Courtesy of Himalayan Art Resources
The Sublime Continuum
The treatise titled "The Sublime Continuum" is attributed to Maitreya and holds a significant place among the "Thirteen great texts", which constitute the fundamental curriculum in Tibetan Buddhist monastic colleges.
Teacher: Geshe Lharampa Nyima Gyaltsen
Language: Tibetan
If you are interested in audio recordings, please send us an e-mail at info@siddhartha.cz.
It is worth noting that these teachings are only in Tibetan.
The Sublime Continuum
"The Sublime Continuum" (Skt. Uttaratantra Śāstra; Tib. རྒྱུད་བླ་མ་) is one of the Five Treatises of Maitreya, a commentary on the teachings of the third turning of the wheel of Dharma explaining buddha nature. It provides an important philosophical foundation for understanding the workings of the buddhist path, particularly for Vajrayana practitioners.
Geshe Lharampa Nyima Gyaltsen
Geshe Lharampa Nyima Gyaltsen is a highly respected scholar of Buddhist philosophy and a distinguished graduate of the Sera Je monastery in South India.

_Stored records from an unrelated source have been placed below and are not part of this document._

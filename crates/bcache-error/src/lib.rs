#![forbid(unsafe_code)]
//! Error type for the block cache.
//!
//! # Error Taxonomy
//!
//! | Variant | Class | Raised by |
//! |---------|-------|-----------|
//! | `InvalidBlockNumber` | caller error | cache engine, before any state is touched |
//! | `BufferSize` | caller error | cache engine and block devices |
//! | `InvalidConfig` | caller error | cache / device construction |
//! | `Io` | disk failure | file-backed byte devices |
//! | `Device` | disk failure | block devices (range, alignment) |
//! | `PermissionDenied` | disk failure | writes to a read-only image |
//! | `DaemonSpawn` | runtime | flush daemon start |
//! | `DaemonAlreadyRunning` | caller error | flush daemon start on a cache that has one |
//!
//! A disk failure is fatal to the operation that hit it. The cache never
//! retries on its own and never leaves a slot half swapped: either the new
//! block is fully installed or the previous occupant stays intact (still
//! dirty if its write-back was the step that failed).
//!
//! A cache whose every slot is locked by the flush daemon is not an error;
//! callers block until a slot frees up.

use thiserror::Error;

#[derive(Debug, Error)]
pub enum CacheError {
    /// Block number outside the device's addressable range.
    #[error("invalid block number {block} (device has {block_count} blocks)")]
    InvalidBlockNumber { block: u64, block_count: u64 },

    /// A payload or destination buffer does not match the block size.
    #[error("buffer size mismatch: got {got} bytes, expected {expected}")]
    BufferSize { got: usize, expected: usize },

    /// Rejected cache or device configuration.
    #[error("invalid configuration: {0}")]
    InvalidConfig(String),

    /// Operating system I/O error (wraps `std::io::Error`).
    #[error("I/O error: {0}")]
    Io(#[from] std::io::Error),

    /// The backing store refused the request (out of range, misaligned image).
    #[error("device error: {0}")]
    Device(String),

    /// Write attempted against a device opened read-only.
    #[error("permission denied")]
    PermissionDenied,

    /// The background flush thread could not be started.
    #[error("failed to spawn flush daemon: {0}")]
    DaemonSpawn(#[source] std::io::Error),

    /// A cache runs at most one flush daemon at a time.
    #[error("flush daemon already running for this cache")]
    DaemonAlreadyRunning,
}

impl CacheError {
    /// True for failures reported by the disk adapter.
    #[must_use]
    pub fn is_disk_failure(&self) -> bool {
        match self {
            Self::Io(_) | Self::Device(_) | Self::PermissionDenied => true,
            Self::InvalidBlockNumber { .. }
            | Self::BufferSize { .. }
            | Self::InvalidConfig(_)
            | Self::DaemonSpawn(_)
            | Self::DaemonAlreadyRunning => false,
        }
    }
}

/// Result alias using `CacheError`.
pub type Result<T> = std::result::Result<T, CacheError>;
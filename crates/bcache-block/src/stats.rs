//! Per-cache counters.
//!
//! Counters are plain integers mutated under the cache lock; there is no
//! separate atomic path and no reset.

use serde::Serialize;

#[derive(Debug, Clone, Copy, Default, PartialEq, Eq)]
pub(crate) struct CacheStats {
    pub(crate) hits: u64,
    pub(crate) misses: u64,
    pub(crate) evictions: u64,
    pub(crate) write_backs: u64,
}

/// Point-in-time snapshot of cache counters and occupancy.
#[derive(Debug, Clone, Copy, PartialEq, Eq, Serialize)]
pub struct CacheMetrics {
    /// `read_block` calls served from a resident slot.
    pub hits: u64,
    /// `read_block` calls that had to place the block.
    pub misses: u64,
    /// Slots reclaimed from a previous occupant.
    pub evictions: u64,
    /// Dirty blocks persisted, on eviction or by a flush sweep.
    pub write_backs: u64,
    pub dirty_blocks: usize,
    pub resident_blocks: usize,
    pub capacity: usize,
}

impl CacheMetrics {
    /// Fraction of reads served from the cache, 0.0 before any read.
    #[must_use]
    #[expect(clippy::cast_precision_loss)] // counters stay far below 2^52
    pub fn hit_ratio(&self) -> f64 {
        let total = self.hits + self.misses;
        if total == 0 {
            0.0
        } else {
            self.hits as f64 / total as f64
        }
    }
}

#[cfg(test)]
mod tests {
    use super::*;

    #[test]
    fn hit_ratio_handles_idle_cache() {
        let metrics = CacheMetrics {
            hits: 0,
            misses: 0,
            evictions: 0,
            write_backs: 0,
            dirty_blocks: 0,
            resident_blocks: 0,
            capacity: 4,
        };
        assert!(metrics.hit_ratio().abs() < f64::EPSILON);

        let busy = CacheMetrics {
            hits: 3,
            misses: 1,
            ..metrics
        };
        assert!((busy.hit_ratio() - 0.75).abs() < f64::EPSILON);
    }
}
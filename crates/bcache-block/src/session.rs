//! Cache plus running flush daemon, managed as one unit.

use crate::{BlockCache, BlockDevice, CacheConfig, CacheMetrics, FlushDaemon, FlushDaemonConfig};
use bcache_error::{CacheError, Result};
use bcache_types::BlockNumber;
use std::sync::Arc;
use tracing::info;

/// A [`BlockCache`] whose flush daemon lives exactly as long as the session.
///
/// `open` builds the cache and starts the daemon; `close` stops the daemon
/// and reports the final counters. Dirty blocks not yet written back by
/// then stay in memory only: closing does not flush.
#[derive(Debug)]
pub struct CacheSession<D: BlockDevice + 'static> {
    cache: Arc<BlockCache<D>>,
    daemon: Option<FlushDaemon>,
}

impl<D: BlockDevice + 'static> CacheSession<D> {
    pub fn open(device: D, config: CacheConfig, flush: FlushDaemonConfig) -> Result<Self> {
        let cache = Arc::new(BlockCache::new(device, config)?);
        let daemon = cache.start_flush_daemon(flush)?;
        info!(capacity = config.capacity, policy = %config.policy, "cache session opened");
        Ok(Self {
            cache,
            daemon: Some(daemon),
        })
    }

    #[must_use]
    pub fn cache(&self) -> &Arc<BlockCache<D>> {
        &self.cache
    }

    /// Copy block `block` into `out`, which must be exactly one block long.
    pub fn read_into(&self, block: BlockNumber, out: &mut [u8]) -> Result<()> {
        let expected = usize::try_from(self.cache.block_size())
            .map_err(|_| CacheError::InvalidConfig("block size does not fit usize".to_owned()))?;
        if out.len() != expected {
            return Err(CacheError::BufferSize {
                got: out.len(),
                expected,
            });
        }
        self.cache
            .read_block_with(block, |bytes| out.copy_from_slice(bytes))
    }

    pub fn write(&self, block: BlockNumber, data: &[u8]) -> Result<()> {
        self.cache.write_block(block, data)
    }

    /// Stop the flush daemon and return the final metrics.
    #[must_use]
    pub fn close(mut self) -> CacheMetrics {
        if let Some(daemon) = self.daemon.take() {
            daemon.shutdown();
        }
        let metrics = self.cache.metrics();
        info!(
            hits = metrics.hits,
            misses = metrics.misses,
            dirty = metrics.dirty_blocks,
            "cache session closed"
        );
        metrics
    }
}
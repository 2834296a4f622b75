//! Differential key-recovery pipeline: good pairs feed a meet-in-the-middle
//! join that narrows an 80-bit candidate-key set, which the brute-force
//! driver then completes to the full 128-bit key.

pub mod candidates;
pub mod intersect;
pub mod left;
pub mod left_table;
pub mod pipeline;
pub mod right_table;

pub use candidates::{find_candidate_keys, CandidateKey};
pub use intersect::candidate_keys_intersection;
pub use left::{left_states, LeftState};
pub use left_table::{build_left_table, LeftTableEntry};
pub use pipeline::{run_attack, AttackResult};
pub use right_table::{build_right_table, right_table_lookup, RightTableEntry};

He has dedicated over two decades to studying and practicing Buddhism, earning the highest academic degree in the Gelug tradition and achieving the Rigchen Tsonglawa title for being the top graduate of his class.

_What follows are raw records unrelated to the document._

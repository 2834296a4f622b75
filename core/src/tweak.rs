//! Tweak codec.
//!
//! A HALFLOOP-24 tweak packs the ALE link-establishment frame's
//! month/day/time/word/frequency fields into a 64-bit value. This module
//! parses that layout and validates it, and rebuilds it from structured
//! fields.

use crate::error::{HalfloopError, Result};

/// The days-in-month table used to validate [`TweakFields::day`] against
/// [`TweakFields::month`]. Always treats February as having 29 days, as the
/// original format carries no year.
const DAYS_IN_MONTH: [u32; 12] = [31, 29, 31, 30, 31, 30, 31, 31, 30, 31, 30, 31];

/// The structured fields packed into a 64-bit tweak.
#[derive(Debug, Clone, Copy, PartialEq, Eq)]
pub struct TweakFields {
    /// Month, 1-12.
    pub month: u32,
    /// Day of month, 1 to the number of days in `month`.
    pub day: u32,
    /// Minutes since midnight, 0-1439.
    pub coarse_time: u32,
    /// Seconds within the current minute, 0-59.
    pub fine_time: u32,
    /// ALE link word, 0-255.
    pub word: u32,
    /// Reserved field, must be zero.
    pub zero: u32,
    /// Frequency in Hz, quantized to 100 Hz steps, 100 to 999_999_900.
    pub frequency_hz: u32,
}

impl TweakFields {
    fn validate(self) -> Result<()> {
        let days = DAYS_IN_MONTH
            .get(self.month.wrapping_sub(1) as usize)
            .copied();
        let valid = matches!(days, Some(d) if self.month >= 1 && self.month <= 12 && self.day >= 1 && self.day <= d)
            && self.coarse_time < 1440
            && self.fine_time < 60
            && self.word <= 255
            && self.zero == 0
            && self.frequency_hz > 0
            && self.frequency_hz < 1_000_000_000
            && self.frequency_hz % 100 == 0;
        if valid {
            Ok(())
        } else {
            Err(HalfloopError::FormatError(format!(
                "tweak fields out of range: {self:?}"
            )))
        }
    }
}

/// Unpacks a 64-bit tweak into its structured fields.
///
/// # Errors
/// Returns [`HalfloopError::FormatError`] if any BCD frequency nibble is not
/// a decimal digit, or if the unpacked fields fail range validation.
pub fn parse_tweak(tweak: u64) -> Result<TweakFields> {
    let mut frequency_hz: u32 = 0;
    for i in 0..7 {
        frequency_hz *= 10;
        let d = (tweak >> (24 - i * 4)) & 0xf;
        if d >= 10 {
            return Err(HalfloopError::FormatError(format!(
                "tweak {tweak:#018x} has a non-decimal BCD frequency nibble"
            )));
        }
        frequency_hz += d as u32;
    }
    frequency_hz *= 100;

    let fields = TweakFields {
        month: (tweak >> 60) as u32,
        day: ((tweak >> 55) & 0x1f) as u32,
        coarse_time: ((tweak >> 44) & 0x7ff) as u32,
        fine_time: ((tweak >> 38) & 0x3f) as u32,
        word: ((tweak >> 30) & 0xff) as u32,
        zero: ((tweak >> 28) & 0x3) as u32,
        frequency_hz,
    };
    fields.validate()?;
    Ok(fields)
}

/// Packs structured fields into a 64-bit tweak.
///
/// # Errors
/// Returns [`HalfloopError::FormatError`] if `fields` fails range validation.
pub fn create_tweak(fields: TweakFields) -> Result<u64> {
    fields.validate()?;
    let mut tweak = u64::from(fields.month) << 60;
    tweak |= u64::from(fields.day) << 55;
    tweak |= u64::from(fields.coarse_time) << 44;
    tweak |= u64::from(fields.fine_time) << 38;
    tweak |= u64::from(fields.word) << 30;
    tweak |= u64::from(fields.zero) << 28;

    let mut frequency = fields.frequency_hz / 100;
    for i in 0..7u64 {
        tweak |= u64::from(frequency % 10) << (i * 4);
        frequency /= 10;
    }
    Ok(tweak)
}

#[cfg(test)]
mod tests {
    use super::*;

    fn sample() -> TweakFields {
        TweakFields {
            month: 6,
            day: 15,
            coarse_time: 720,
            fine_time: 30,
            word: 17,
            zero: 0,
            frequency_hz: 7_654_300,
        }
    }

    #[test]
    fn round_trips_through_create_and_parse() {
        let fields = sample();
        let packed = create_tweak(fields).unwrap();
        assert_eq!(parse_tweak(packed).unwrap(), fields);
    }

    #[test]
    fn rejects_month_out_of_range() {
        let mut fields = sample();
        fields.month = 13;
        assert!(create_tweak(fields).is_err());
    }

    #[test]
    fn rejects_day_beyond_month_length() {
        let mut fields = sample();
        fields.month = 4;
        fields.day = 31;
        assert!(create_tweak(fields).is_err());
    }

    #[test]
    fn rejects_nonzero_reserved_field() {
        let mut fields = sample();
        fields.zero = 1;
        assert!(create_tweak(fields).is_err());
    }

    #[test]
    fn rejects_non_decimal_bcd_nibble() {
        // bit 24..28 set to 0xa, an invalid BCD digit for the most significant
        // frequency nibble.
        let tweak = 0x0000_0000_0a00_0000_u64 | (6u64 << 60) | (15u64 << 55);
        assert!(parse_tweak(tweak).is_err());
    }

    #[test]
    fn coarse_time_above_1023_round_trips() {
        let mut fields = sample();
        fields.coarse_time = 1439;
        let packed = create_tweak(fields).unwrap();
        assert_eq!(parse_tweak(packed).unwrap(), fields);
    }

    #[test]
    fn frequency_must_be_a_multiple_of_100() {
        let packed = create_tweak(sample()).unwrap();
        let fields = parse_tweak(packed).unwrap();
        assert_eq!(fields.frequency_hz % 100, 0);
    }
}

Study of Five Treatises of Maitreya
Under the guidance of Geshe Lharampa Nyima Gyaltsen, we're studying all five philosophical works attributed to the bodhisattva Maitreya. These texts were transmitted to the bodhisattva Asanga and transcribed as the Five Treatises of Maitreya, which constitute the core curriculum in Tibetan Buddhist monastic colleges, also known as shedras.
After "Distinguishing the Middle from Extremes" (Skt. Madhyāntavibhāga; Tib. དབུས་མཐའ་རྣམ་འབྱེད་), "Distinguishing Phenomena from Their Nature" (Skt. Dharma-dharmatā-vibhāga; Tib. ཆོས་དང་ཆོས་ཉིད་རྣམ་པར་འབྱེད་པ) and "The Ornament of the Mahayana Sutras" (Skt. Māhayānasūtrālaṃkāra; Tib. ཐེག་པ་ཆེན་པོའི་མདོ་སྡེ་རྒྱན་), we will now study "The Sublime Continuum" (Skt. Uttaratantra Śāstra; Tib. རྒྱུད་བླ་མ་), and finally "The Ornament of Clear Realization" (Skt. Abhisamayālaṃkāra; Tib. མངོན་རྟོགས་པའི་རྒྱན་).
It is worth noting that these teachings will be delivered in the Tibetan language.